August 22, 2018
by Fiske Center
Grad student Elizabeth Tarulis working on later period artifacts from the 17th-century Allerton/Cushman site.
This summer Anya Gruber and Elizabeth Tarulis, graduate students in UMass Boston’s Historical Archaeology program, have been working at Plimoth Plantation
to digitize the Allerton/Cushman collection. This work is part of an ongoing collaborative project funded by a grant from the National Endowment for the Humanities
, discussed in a previous blog post.
The Allerton/Cushman site is believed to be the home site of Isaac Allerton, merchant and official representative of Plymouth Colony. Located in Kingston, MA this was probably one of the first residences established by settlers immediately outside of Plymouth Colony. It was owned by several others over the years including Allerton’s son-in-law, Thomas Cushman.
The site was discovered in the 1970s when a couple purchased the land to build their home. As the topsoil was stripped, the architect for the construction project recognized that some artifacts were turning up which looked very old. He brought them to Dr. James Deetz, the Assistant Director of Plimoth Plantation at the time. Deetz realized that the construction crew had identified a significant 17th-century colonial site. He took a team out to excavate the site, and the majority of the artifacts they found are still at Plimoth Plantation. A small portion of the collection is also at the Kingston Public Library.
Site documentation from the Allerton/Cushman site, being digitized as part of this project.
We are working to make Deetz’ work available to a wider audience by digitizing this collection. We have already completed the first step by scanning the site documents. We have very detailed site maps, but appear to be missing some field notes and inventories that are mentioned in a later report. Currently we are cataloging the artifacts and entering this information into a database. We began with the “19th and 20th-century materials” box, which has almost anything you can think of from dozens of cigarette butts to a plastic cowboy to two 20th-century rat nests.
The dot/dash provenience labeling system.
As with any older collection, this one has a few quirks. All of these artifacts are labeled with color-coded dots and dashes to indicate their provenience, or the location within the site where they were found. While it is fabulous to have the provenience information, this paint system did not survive well on some of the artifacts. The colors have faded, which proves challenging when you need to distinguish between white and grey or yellow and gold. Further, the coating on top of the painted dots has yellowed, making it difficult to distinguish between green and blue or white and yellow.

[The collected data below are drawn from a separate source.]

// ==========================================
// 牲畜称重管理系统 - 称重批次汇总引擎
// ==========================================
// 职责: 单个称重批次 (一次称重作业) 的统计
// ==========================================

use crate::domain::metrics::BatchSummary;
use crate::domain::weighing::WeighingRecord;
use crate::engine::chronology::bounds;
use std::collections::BTreeSet;

#[derive(Debug, Clone, Default)]
pub struct BatchSummaryEngine {
    // 无状态引擎
}

impl BatchSummaryEngine {
    pub fn new() -> Self {
        Self {}
    }

    /// 汇总批次称重
    ///
    /// # 参数
    /// - `batch_id`: 批次ID, 其他批次的记录被忽略
    /// - `records`: 称重记录
    pub fn summarize(&self, batch_id: i64, records: &[WeighingRecord]) -> BatchSummary {
        let in_batch: Vec<&WeighingRecord> =
            records.iter().filter(|r| r.batch_id == batch_id).collect();

        let Some((first, last)) = bounds(in_batch.iter().copied()) else {
            return BatchSummary::empty(batch_id);
        };

        let animals: BTreeSet<i64> = in_batch.iter().map(|r| r.animal_id).collect();
        let total_weight_kg: f64 = in_batch.iter().map(|r| r.weight_kg).sum();
        let min_weight_kg = in_batch
            .iter()
            .map(|r| r.weight_kg)
            .fold(f64::INFINITY, f64::min);
        let max_weight_kg = in_batch
            .iter()
            .map(|r| r.weight_kg)
            .fold(f64::NEG_INFINITY, f64::max);

        BatchSummary {
            batch_id,
            weighing_count: in_batch.len(),
            animal_count: animals.len(),
            total_weight_kg,
            avg_weight_kg: total_weight_kg / in_batch.len() as f64,
            min_weight_kg,
            max_weight_kg,
            first_weighed_at: Some(first.timestamp),
            last_weighed_at: Some(last.timestamp),
        }
    }
}
//! Step sequence for one campus run
//!
//! [`PipelineContext`] starts with only the settings and fills in the roster,
//! local tables and live mirror as steps need them. [`run_mode`] strings the
//! steps together for each [`Mode`].

use std::path::PathBuf;

use anyhow::{Context, Result, anyhow};
use colored::*;

use crate::api::{DocumentHandle, ScriptService, create_document};
use crate::build::{LocalTables, build_local_tables, index_roster};
use crate::cli::Mode;
use crate::config::{CampusConfig, Settings};
use crate::decisions::{DecisionContext, build_decision_tables, push_decisions};
use crate::enrich::enrich_roster;
use crate::live::{BackupStore, DocList, LiveTables, combine_campuses, read_current_doc};
use crate::loader::SourceTables;
use crate::report::{self, ReportSources, ReportTables};
use crate::sync::{SyncReport, sync_document};
use crate::table::IndexedTable;

/// Everything one campus run has loaded so far
pub struct PipelineContext<'a> {
    settings: &'a Settings,
    config: CampusConfig,
    store: BackupStore,
    doclist: DocList,
    service: Option<&'a dyn ScriptService>,
    sources: Option<&'a SourceTables>,
    roster: Option<IndexedTable>,
    local: Option<LocalTables>,
    live: Option<LiveTables>,
}

impl<'a> PipelineContext<'a> {
    pub fn new(
        settings: &'a Settings,
        campus: &str,
        service: Option<&'a dyn ScriptService>,
        sources: Option<&'a SourceTables>,
    ) -> Result<Self> {
        let config = settings
            .for_campus(campus)
            .with_context(|| format!("No usable settings for campus {}", campus))?;
        let doclist = DocList::read(&settings.inputs.key_file)?;

        Ok(Self {
            settings,
            config,
            store: BackupStore::from_folders(&settings.folders),
            doclist,
            service,
            sources,
            roster: None,
            local: None,
            live: None,
        })
    }

    pub fn campus(&self) -> &str {
        &self.config.campus
    }

    fn service(&self) -> Result<&'a dyn ScriptService> {
        self.service
            .ok_or_else(|| anyhow!("No document service configured for this run"))
    }

    fn sources(&self) -> Result<&'a SourceTables> {
        self.sources
            .ok_or_else(|| anyhow!("Source files were not loaded for this run"))
    }

    fn document(&self) -> Result<DocumentHandle<'a>> {
        let key = self.doclist.get(self.campus()).with_context(|| {
            format!(
                "No document for {} in {}",
                self.campus(),
                self.settings.inputs.key_file.display()
            )
        })?;
        Ok(DocumentHandle::new(self.service()?, key))
    }

    /// Filter and enrich the roster for this campus
    pub fn enrich(&mut self) -> Result<&IndexedTable> {
        if self.roster.is_none() {
            let sources = self.sources()?;
            let roster = enrich_roster(
                &sources.roster,
                self.campus(),
                &sources.roster_lookups(),
                &self.settings.enrichment,
            );
            self.roster = Some(index_roster(roster));
        }
        self.roster
            .as_ref()
            .ok_or_else(|| anyhow!("Roster is not loaded"))
    }

    pub fn build_local(&mut self) -> Result<()> {
        self.enrich()?;
        let (Some(sources), Some(roster)) = (self.sources, self.roster.as_ref()) else {
            return Err(anyhow!("Roster is not loaded"));
        };
        self.local = Some(build_local_tables(sources, roster, self.settings, &self.config));
        Ok(())
    }

    pub async fn read_live(&mut self) -> Result<()> {
        let doc = self.document()?;
        let live = read_current_doc(&doc, &self.config.tabs)
            .await
            .with_context(|| format!("Failed to read the live document for {}", self.campus()))?;
        self.live = Some(live);
        Ok(())
    }

    pub fn save_live(&self) -> Result<Vec<PathBuf>> {
        let live = self.live.as_ref().ok_or_else(|| anyhow!("Live document has not been read"))?;
        self.store.save(self.campus(), live)
    }

    /// Fall back to the on-disk backup when the document was not read this run
    fn ensure_live(&mut self) -> Result<()> {
        if self.live.is_none() {
            self.live = Some(self.store.load(self.campus())?);
        }
        Ok(())
    }

    pub async fn push_local(&mut self) -> Result<SyncReport> {
        self.ensure_live()?;
        let doc = self.document()?;
        let (Some(local), Some(live)) = (self.local.as_ref(), self.live.as_ref()) else {
            return Err(anyhow!("Local tables have not been built"));
        };

        let report = sync_document(&doc, local, live, self.settings.student_index_field(), &self.config)
            .await
            .with_context(|| format!("Sync failed for {}", self.campus()))?;
        report.print(self.campus());
        Ok(report)
    }

    /// Create a document for this campus unless it already has one
    pub async fn make_new(&mut self) -> Result<Option<String>> {
        let campus = self.campus().to_string();
        if let Some(existing) = self.doclist.get(&campus) {
            println!(
                "{}",
                format!("{} already has a document ({}), skipping", campus, existing).yellow()
            );
            return Ok(None);
        }
        let local = self.local.as_ref().ok_or_else(|| anyhow!("Local tables have not been built"))?;

        let key = write_new_doc(self.service()?, self.settings, &self.config, local).await?;
        DocList::add_and_save(&self.settings.inputs.key_file, &campus, &key)?;
        println!("Created document for {}: {}", campus.bright_green().bold(), key);
        self.doclist.insert(campus, key.as_str());
        Ok(Some(key))
    }

    pub async fn refresh_decisions(&mut self) -> Result<()> {
        self.ensure_live()?;
        self.enrich()?;
        let doc = self.document()?;
        let sources = self.sources()?;
        let (Some(live), Some(roster)) = (self.live.as_ref(), self.roster.as_ref()) else {
            return Err(anyhow!("Live tables or roster missing"));
        };

        let ctx = DecisionContext {
            roster,
            colleges: &sources.colleges,
            bumps: &sources.bump_list,
            rules: &self.settings.enrichment,
            fields: &self.settings.decision_option_fields,
            defaults: &self.config.decision_defaults,
            index_field: self.settings.student_index_field(),
        };
        let tables = build_decision_tables(live, &ctx, self.config.tabs.decision_options_header_row);
        push_decisions(&doc, &tables, &self.config.tabs)
            .await
            .with_context(|| format!("Decision refresh failed for {}", self.campus()))?;
        Ok(())
    }

    fn report_tables(&mut self) -> Result<ReportTables> {
        self.ensure_live()?;
        self.enrich()?;
        let sources = self.sources()?;
        let (Some(live), Some(roster)) = (self.live.as_ref(), self.roster.as_ref()) else {
            return Err(anyhow!("Live tables or roster missing"));
        };

        let report_sources = ReportSources {
            roster,
            colleges: &sources.colleges,
            applications: &sources.applications,
            index_field: self.settings.student_index_field(),
        };
        report::build_report_tables(live, &report_sources, &self.settings.report, &self.config)
    }

    /// Write the report workbook; returns its path
    pub fn report(&mut self) -> Result<PathBuf> {
        let tables = self.report_tables()?;
        let path = report::workbook_path(self.settings, self.campus());
        report::create_workbook(&path, &tables, &self.settings.report)?;
        println!("Report for {} written to {}", self.campus().bright_green().bold(), path.display());
        Ok(path)
    }

    pub fn letters(&mut self) -> Result<Vec<PathBuf>> {
        let tables = self.report_tables()?;
        let report_settings = &self.settings.report;
        let written = report::write_letters(
            &report::letter_folder(self.settings, self.campus()),
            self.campus(),
            &tables.students,
            &tables.awards,
            report_settings,
            &report::ColumnFormats::new(&report_settings.formats),
        )?;
        println!("{} letters written for {}", written.len(), self.campus().bright_green().bold());
        Ok(written)
    }

    pub fn combine(&self) -> Result<Vec<PathBuf>> {
        combine_campuses(&self.store, &self.settings.campus_list, &self.settings.fields)
    }
}

/// Create the document, then write and format both tabs. Returns the new key.
pub async fn write_new_doc(
    service: &dyn ScriptService,
    settings: &Settings,
    config: &CampusConfig,
    local: &LocalTables,
) -> Result<String> {
    let title = format!("{} {}", config.campus, settings.remote.file_stem);
    let key = create_document(service, &title, &settings.remote.drive_folder)
        .await
        .with_context(|| format!("Failed to create '{}'", title))?;

    let doc = DocumentHandle::new(service, key.as_str());
    let tabs = &config.tabs;
    doc.write_tab(&tabs.efc_name, &local.summary.to_grid())
        .await
        .with_context(|| format!("Failed to write '{}'", tabs.efc_name))?;
    doc.format_summary_tab(&tabs.efc_name).await?;
    doc.write_tab(&tabs.award_name, &local.award.to_grid())
        .await
        .with_context(|| format!("Failed to write '{}'", tabs.award_name))?;
    doc.format_award_tab(&tabs.award_name).await?;

    Ok(key)
}

/// Run every step `mode` calls for, in order
pub async fn run_mode(ctx: &mut PipelineContext<'_>, mode: Mode) -> Result<()> {
    use Mode::*;

    if mode.reads_sources() {
        ctx.enrich()?;
    }
    if mode.builds_local() {
        ctx.build_local()?;
    }

    if matches!(mode, All | Save) {
        ctx.read_live().await?;
        ctx.save_live()?;
    }
    if matches!(mode, All | PushLocal) {
        ctx.push_local().await?;
    }
    if mode == MakeNew {
        ctx.make_new().await?;
    }
    if mode == Combine {
        ctx.combine()?;
    }
    if mode == All {
        ctx.read_live().await?;
    }
    if matches!(mode, All | RefreshDecisions) {
        ctx.refresh_decisions().await?;
    }
    if mode == All {
        ctx.read_live().await?;
        ctx.save_live()?;
    }
    if matches!(mode, All | Report) {
        ctx.report()?;
    }
    if mode == ReportSingle {
        ctx.letters()?;
    }
    Ok(())
}

/// Build a context for `campus` and run `mode` on it
pub async fn run_campus(
    settings: &Settings,
    campus: &str,
    mode: Mode,
    service: Option<&dyn ScriptService>,
    sources: Option<&SourceTables>,
) -> Result<()> {
    let mut ctx = PipelineContext::new(settings, campus, service, sources)?;
    run_mode(&mut ctx, mode).await
}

These artifacts are also sorted by material rather than provenience (where they were found). Sorting by provenience is the current best practice, and one of the most time-consuming tasks of the digitization process has been to organize the color-coded artifacts from large bags of glass or plastic into their respective proveniences. The end result of this process will be that artifacts that were found together will be once again stored together.
Despite these issues, this collection is in good shape for its age. We plan to fully catalog these artifacts, reorganize them by provenience, photograph the objects, and make this information accessible online to scholars and members of the public. Although we have not yet started working on the earlier materials, previous research suggests that this is a rich 17th-century site. It will be a valuable resource for future researchers, and we look forward to seeing what is yet to come.